Réduire  la taille de l’État est un autre aspect de l’agenda néolibéral . La privatisation de certaines fonctions du gouvernement est un moyen d’ atteindre cet objectif. Une autre est de limiter les dépenses du gouvernement par la limitation des déficits budgétaires et de limiter  la possibilité pour des gouvernements à accumuler de la dette . L’histoire économique de ces dernières décennies, offre de nombreux exemples de cet encadrement, tel que la limite de 60 pour cent du PIB fixé pour les pays de la zone euro ( l’un des critères dits de Maastricht ) . La théorie économique donne peu d’indications sur le niveau optimal de la dette publique.

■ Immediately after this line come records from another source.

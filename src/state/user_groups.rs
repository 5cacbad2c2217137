//! User-group hierarchy state: a parent/children-linked forest kept
//! consistent as backend deltas arrive.
//!
//! DESIGN
//! ======
//! The backend sends groups flat: each carries its authoritative `parentId`
//! and `childrenGroupIds`. This module derives the navigable `parent` and
//! `children` caches from that relational shape and keeps both layers
//! aligned through every transition. Deleting groups leaves dangling ids
//! behind in the survivors' lists, matching the backend's delete semantics;
//! the `group-link-pruning` feature compiles in a stricter cleanup for
//! callers that cannot tolerate that.

#[cfg(test)]
#[path = "user_groups_test.rs"]
mod user_groups_test;

use std::collections::HashSet;

use serde::{Deserialize, Serialize};

/// Unique identifier for a user group.
pub type GroupId = i64;

/// An organizational node in the hierarchical grouping of users.
#[derive(Clone, Debug, PartialEq, Serialize, Deserialize)]
#[serde(rename_all = "camelCase")]
pub struct UserGroup {
    /// Unique group identifier.
    pub id: GroupId,
    /// Authoritative parent reference from the backend; `None` for roots.
    pub parent_id: Option<GroupId>,
    /// Authoritative child references in backend order.
    #[serde(default)]
    pub children_group_ids: Vec<GroupId>,
    /// Internal group name.
    pub name: String,
    /// Human-readable label, if any.
    pub label: Option<String>,
    /// Derived cache of the parent link: `Some` only while the parent group
    /// is present in the same set. Rebuilt by [`relink`]; never serialized.
    #[serde(skip)]
    pub parent: Option<GroupId>,
    /// Derived cache of the child links, filtered to groups present in the
    /// same set. Rebuilt by [`relink`]; never serialized.
    #[serde(skip)]
    pub children: Vec<GroupId>,
}

/// The user-groups slice of session state.
#[derive(Clone, Debug, Default, PartialEq)]
pub struct UserGroupsState {
    /// Whether a full set has been received at least once.
    pub initialized: bool,
    /// Whether a fetch is currently in flight.
    pub is_fetching: bool,
    /// Whether the slice was invalidated after the last fetch.
    pub did_invalidate: bool,
    /// All known groups; linkage maintained by [`reduce`].
    pub items: Vec<UserGroup>,
    /// When the items last changed, in milliseconds since the Unix epoch.
    pub last_updated: Option<i64>,
}

/// A backend action on the user-groups slice, tagged with the wire type
/// names the service dispatches.
#[derive(Clone, Debug, PartialEq, Serialize, Deserialize)]
#[serde(tag = "type")]
pub enum UserGroupsAction {
    /// Mark the slice stale without touching its contents.
    #[serde(rename = "INVALIDATE_USER_GROUPS")]
    Invalidate,
    /// A full fetch has started.
    #[serde(rename = "REQUEST_USER_GROUPS")]
    Request,
    /// A full set arrived; replaces the items wholesale.
    #[serde(rename = "RECEIVE_USER_GROUPS")]
    #[serde(rename_all = "camelCase")]
    ReceiveAll {
        /// The complete flat group set.
        user_groups: Vec<UserGroup>,
        /// Server receipt time in milliseconds since the Unix epoch.
        received_at: i64,
    },
    /// A single created or updated group arrived.
    #[serde(rename = "RECEIVE_USER_GROUP")]
    #[serde(rename_all = "camelCase")]
    ReceiveOne {
        /// The created or updated group.
        user_group: UserGroup,
        /// Server receipt time in milliseconds since the Unix epoch.
        received_at: i64,
    },
    /// Groups were deleted on the backend.
    #[serde(rename = "USER_GROUPS_DELETED")]
    #[serde(rename_all = "camelCase")]
    Deleted {
        /// Ids of the deleted groups.
        item_ids: Vec<GroupId>,
        /// Server receipt time in milliseconds since the Unix epoch.
        received_at: i64,
    },
    /// Any action type this slice does not handle; leaves state untouched.
    #[serde(other)]
    Other,
}

/// Apply one action to the user-groups slice in place.
///
/// `ReceiveOne` mirrors the backend's group-move semantics: the group is
/// detached from its previous parent before it is attached to the new one,
/// updating both parents' authoritative `children_group_ids` and derived
/// `children` in the same pass. The incoming group's own `children` cache is
/// kept exactly as received; only a whole-set `ReceiveAll` rebuilds it.
pub fn reduce(state: &mut UserGroupsState, action: UserGroupsAction) {
    match action {
        UserGroupsAction::Invalidate => {
            state.did_invalidate = true;
        }
        UserGroupsAction::Request => {
            state.is_fetching = true;
            state.did_invalidate = false;
        }
        UserGroupsAction::ReceiveAll { mut user_groups, received_at } => {
            relink(&mut user_groups);
            state.initialized = true;
            state.is_fetching = false;
            state.did_invalidate = false;
            state.items = user_groups;
            state.last_updated = Some(received_at);
        }
        UserGroupsAction::ReceiveOne { user_group, received_at } => {
            receive_one(&mut state.items, user_group);
            state.last_updated = Some(received_at);
        }
        UserGroupsAction::Deleted { item_ids, received_at } => {
            state.items.retain(|group| !item_ids.contains(&group.id));
            #[cfg(feature = "group-link-pruning")]
            prune_dangling_links(&mut state.items, &item_ids);
            state.last_updated = Some(received_at);
        }
        UserGroupsAction::Other => {}
    }
}

/// Rebuild every group's derived `parent`/`children` caches from the
/// authoritative `parent_id`/`children_group_ids` within one set.
///
/// A parent id with no matching group resolves to `None`; child ids with no
/// matching group are dropped from the cache (the authoritative list keeps
/// them). Source order is preserved.
pub fn relink(groups: &mut [UserGroup]) {
    let present: HashSet<GroupId> = groups.iter().map(|group| group.id).collect();
    for group in &mut *groups {
        group.parent = group.parent_id.filter(|parent_id| present.contains(parent_id));
        group.children = group
            .children_group_ids
            .iter()
            .copied()
            .filter(|child_id| present.contains(child_id))
            .collect();
    }
}

/// Upsert one group, keeping sibling links consistent. The detach from the
/// old parent happens before the attach to the new one so the group never
/// sits under two parents mid-transition; the attach is membership-checked,
/// which makes re-dispatching the same action idempotent.
fn receive_one(items: &mut Vec<UserGroup>, mut incoming: UserGroup) {
    let existing_idx = items.iter().position(|group| group.id == incoming.id);

    if let Some(idx) = existing_idx
        && let Some(old_parent_id) = items[idx].parent_id
        && let Some(old_parent) = items.iter_mut().find(|group| group.id == old_parent_id)
    {
        old_parent.children_group_ids.retain(|child_id| *child_id != incoming.id);
        old_parent.children.retain(|child_id| *child_id != incoming.id);
    }

    match incoming.parent_id {
        None => incoming.parent = None,
        Some(parent_id) => match items.iter_mut().find(|group| group.id == parent_id) {
            Some(parent) => {
                incoming.parent = Some(parent.id);
                if !parent.children_group_ids.contains(&incoming.id) {
                    parent.children_group_ids.push(incoming.id);
                    parent.children.push(incoming.id);
                }
            }
            None => {
                tracing::warn!(group_id = incoming.id, parent_id, "received group references a parent missing from state");
                incoming.parent = None;
            }
        },
    }

    match existing_idx {
        Some(idx) => items[idx] = incoming,
        None => items.push(incoming),
    }
}

/// Strip links to the deleted ids from the surviving groups. Compiled in only
/// with the `group-link-pruning` feature; the default build preserves the
/// backend's dangling references untouched.
#[cfg(feature = "group-link-pruning")]
fn prune_dangling_links(items: &mut [UserGroup], deleted_ids: &[GroupId]) {
    for group in &mut *items {
        group.children_group_ids.retain(|child_id| !deleted_ids.contains(child_id));
        group.children.retain(|child_id| !deleted_ids.contains(child_id));
        if group.parent_id.is_some_and(|parent_id| deleted_ids.contains(&parent_id)) {
            group.parent_id = None;
            group.parent = None;
        }
    }
}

Certaines théories justifient des niveaux plus élevés de la dette (car la taxation crée des distorsions) et d’autres pointent des niveaux plus bas (puisque les chocs défavorables appellent à l’épargne de précaution ) . Dans certaines de ses préconisations de politique budgétaire , le FMI se préoccupe principalement de la vitesse à laquelle les gouvernements réduisent les déficits et les niveaux d’endettement suite à l’ accumulation de la dette dans les économies avancées induites par la crise financière mondiale; une vitesse trop lente découragerait les marchés ; une vitesse trop rapide pourrait faire dérailler la reprise . Mais le FMI a également plaidé pour des remboursements partiels à moyen terme dans un large éventail de pays avancés et émergents , principalement pour éviter de nouveaux chocs.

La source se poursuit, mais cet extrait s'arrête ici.